SOURCE INFORMATION>
━━━━━━━━
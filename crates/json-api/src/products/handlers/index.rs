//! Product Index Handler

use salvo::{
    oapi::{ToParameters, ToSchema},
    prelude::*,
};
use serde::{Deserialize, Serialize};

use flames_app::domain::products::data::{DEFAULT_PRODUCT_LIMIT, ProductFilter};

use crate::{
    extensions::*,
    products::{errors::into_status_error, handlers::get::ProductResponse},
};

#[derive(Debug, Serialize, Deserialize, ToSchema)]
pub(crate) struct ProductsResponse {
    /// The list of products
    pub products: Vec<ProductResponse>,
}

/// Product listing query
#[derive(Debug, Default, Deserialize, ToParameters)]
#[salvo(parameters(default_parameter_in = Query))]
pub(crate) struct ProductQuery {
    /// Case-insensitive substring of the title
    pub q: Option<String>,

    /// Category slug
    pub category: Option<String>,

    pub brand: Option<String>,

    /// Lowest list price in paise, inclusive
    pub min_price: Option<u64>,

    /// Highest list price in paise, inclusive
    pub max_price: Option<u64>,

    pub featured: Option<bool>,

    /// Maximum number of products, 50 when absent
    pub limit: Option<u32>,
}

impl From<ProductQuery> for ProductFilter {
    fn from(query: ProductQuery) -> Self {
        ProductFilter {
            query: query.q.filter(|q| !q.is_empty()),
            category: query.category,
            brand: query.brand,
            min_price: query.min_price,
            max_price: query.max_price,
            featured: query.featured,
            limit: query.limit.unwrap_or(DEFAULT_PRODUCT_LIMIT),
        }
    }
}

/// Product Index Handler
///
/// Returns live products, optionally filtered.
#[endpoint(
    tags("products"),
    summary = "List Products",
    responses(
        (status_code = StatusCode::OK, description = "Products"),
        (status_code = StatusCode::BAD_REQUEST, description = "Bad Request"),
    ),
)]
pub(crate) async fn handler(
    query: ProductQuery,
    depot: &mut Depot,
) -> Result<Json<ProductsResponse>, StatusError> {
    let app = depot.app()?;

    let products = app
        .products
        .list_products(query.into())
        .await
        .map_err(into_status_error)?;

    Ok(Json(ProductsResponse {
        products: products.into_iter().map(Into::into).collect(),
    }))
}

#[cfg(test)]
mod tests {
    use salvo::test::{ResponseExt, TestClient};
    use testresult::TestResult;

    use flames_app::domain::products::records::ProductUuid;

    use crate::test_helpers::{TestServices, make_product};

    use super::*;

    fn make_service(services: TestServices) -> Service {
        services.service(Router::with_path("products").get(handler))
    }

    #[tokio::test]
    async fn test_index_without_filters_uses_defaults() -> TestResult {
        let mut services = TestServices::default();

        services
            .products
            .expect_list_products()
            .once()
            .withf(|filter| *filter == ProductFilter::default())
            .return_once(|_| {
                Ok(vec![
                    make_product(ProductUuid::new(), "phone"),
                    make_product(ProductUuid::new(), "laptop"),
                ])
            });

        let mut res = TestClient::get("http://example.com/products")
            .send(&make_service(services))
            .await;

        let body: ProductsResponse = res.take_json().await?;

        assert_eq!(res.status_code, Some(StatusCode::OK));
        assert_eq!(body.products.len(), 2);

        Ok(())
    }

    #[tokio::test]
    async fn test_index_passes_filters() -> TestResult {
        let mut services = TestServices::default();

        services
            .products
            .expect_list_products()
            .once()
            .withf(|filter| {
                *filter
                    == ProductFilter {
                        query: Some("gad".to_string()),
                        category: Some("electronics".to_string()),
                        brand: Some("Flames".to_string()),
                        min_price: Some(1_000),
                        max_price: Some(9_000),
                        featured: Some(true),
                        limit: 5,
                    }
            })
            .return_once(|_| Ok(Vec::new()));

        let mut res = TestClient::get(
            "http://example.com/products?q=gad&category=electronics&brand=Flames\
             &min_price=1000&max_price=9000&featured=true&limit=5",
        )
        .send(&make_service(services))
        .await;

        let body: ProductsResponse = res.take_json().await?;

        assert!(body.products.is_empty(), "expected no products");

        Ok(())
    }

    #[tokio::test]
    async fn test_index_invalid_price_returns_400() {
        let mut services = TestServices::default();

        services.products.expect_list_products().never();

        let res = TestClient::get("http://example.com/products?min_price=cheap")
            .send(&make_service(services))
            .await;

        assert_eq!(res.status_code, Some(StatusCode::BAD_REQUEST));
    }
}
━━━━━━━━
TASK TO CARRY OUT>
Retype every record above exactly as it appears.

REPLY>
filename crates/json-api/src/products/handlers/index.rs
//! Product Index Handler

use salvo::{
    oapi::{ToParameters, ToSchema},
    prelude::*,
};
use serde::{Deserialize, Serialize};

use flames_app::domain::products::data::{DEFAULT_PRODUCT_LIMIT, ProductFilter};

use crate::{
    extensions::*,
    products::{errors::into_status_error, handlers::get::ProductResponse},
};

#[derive(Debug, Serialize, Deserialize, ToSchema)]
pub(crate) struct ProductsResponse {
    /// The list of products
    pub products: Vec<ProductResponse>,
}

/// Product listing query
#[derive(Debug, Default, Deserialize, ToParameters)]
#[salvo(parameters(default_parameter_in = Query))]
pub(crate) struct ProductQuery {
    /// Case-insensitive substring of the title
    pub q: Option<String>,

    /// Category slug
    pub category: Option<String>,

    pub brand: Option<String>,

    /// Lowest list price in paise, inclusive
    pub min_price: Option<u64>,

    /// Highest list price in paise, inclusive
    pub max_price: Option<u64>,

    pub featured: Option<bool>,

    /// Maximum number of products, 50 when absent
    pub limit: Option<u32>,
}

impl From<ProductQuery> for ProductFilter {
    fn from(query: ProductQuery) -> Self {
        ProductFilter {
            query: query.q.filter(|q| !q.is_empty()),
            category: query.category,
            brand: query.brand,
            min_price: query.min_price,
            max_price: query.max_price,
            featured: query.featured,
            limit: query.limit.unwrap_or(DEFAULT_PRODUCT_LIMIT),
        }
    }
}

/// Product Index Handler
///
/// Returns live products, optionally filtered.
#[endpoint(
    tags("products"),
    summary = "List Products",
    responses(
        (status_code = StatusCode::OK, description = "Products"),
        (status_code = StatusCode::BAD_REQUEST, description = "Bad Request"),
    ),
)]
pub(crate) async fn handler(
    query: ProductQuery,
    depot: &mut Depot,
) -> Result<Json<ProductsResponse>, StatusError> {
    let app = depot.app()?;

    let products = app
        .products
        .list_products(query.into())
        .await
        .map_err(into_status_error)?;

    Ok(Json(ProductsResponse {
        products: products.into_iter().map(Into::into).collect(),
    }))
}

#[cfg(test)]
mod tests {
    use salvo::test::{ResponseExt, TestClient};
    use testresult::TestResult;

    use flames_app::domain::products::records::ProductUuid;

    use crate::test_helpers::{TestServices, make_product};

    use super::*;

    fn make_service(services: TestServices) -> Service {
        services.service(Router::with_path("products").get(handler))
    }

    #[tokio::test]
    async fn test_index_without_filters_uses_defaults() -> TestResult {
        let mut services = TestServices::default();

        services
            .products
            .expect_list_products()
            .once()
            .withf(|filter| *filter == ProductFilter::default())
            .return_once(|_| {
                Ok(vec![
                    make_product(ProductUuid::new(), "phone"),
                    make_product(ProductUuid::new(), "laptop"),
                ])
            });

        let mut res = TestClient::get("http://example.com/products")
            .send(&make_service(services))
            .await;

        let body: ProductsResponse = res.take_json().await?;

        assert_eq!(res.status_code, Some(StatusCode::OK));
        assert_eq!(body.products.len(), 2);

        Ok(())
    }

    #[tokio::test]
    async fn test_index_passes_filters() -> TestResult {
        let mut services = TestServices::default();

        services
            .products
            .expect_list_products()
            .once()
            .withf(|filter| {
                *filter
                    == ProductFilter {
                        query: Some("gad".to_string()),
                        category: Some("electronics".to_string()),
                        brand: Some("Flames".to_string()),
                        min_price: Some(1_000),
                        max_price: Some(9_000),
                        featured: Some(true),
                        limit: 5,
                    }
            })
            .return_once(|_| Ok(Vec::new()));

        let mut res = TestClient::get(
            "http://example.com/products?q=gad&category=electronics&brand=Flames\
             &min_price=1000&max_price=9000&featured=true&limit=5",
        )
        .send(&make_service(services))
        .await;

        let body: ProductsResponse = res.take_json().await?;

        assert!(body.products.is_empty(), "expected no products");

        Ok(())
    }

    #[tokio::test]
    async fn test_index_invalid_price_returns_400() {
        let mut services = TestServices::default();

        services.products.expect_list_products().never();

        let res = TestClient::get("http://example.com/products?min_price=cheap")
            .send(&make_service(services))
            .await;

        assert_eq!(res.status_code, Some(StatusCode::BAD_REQUEST));
    }
}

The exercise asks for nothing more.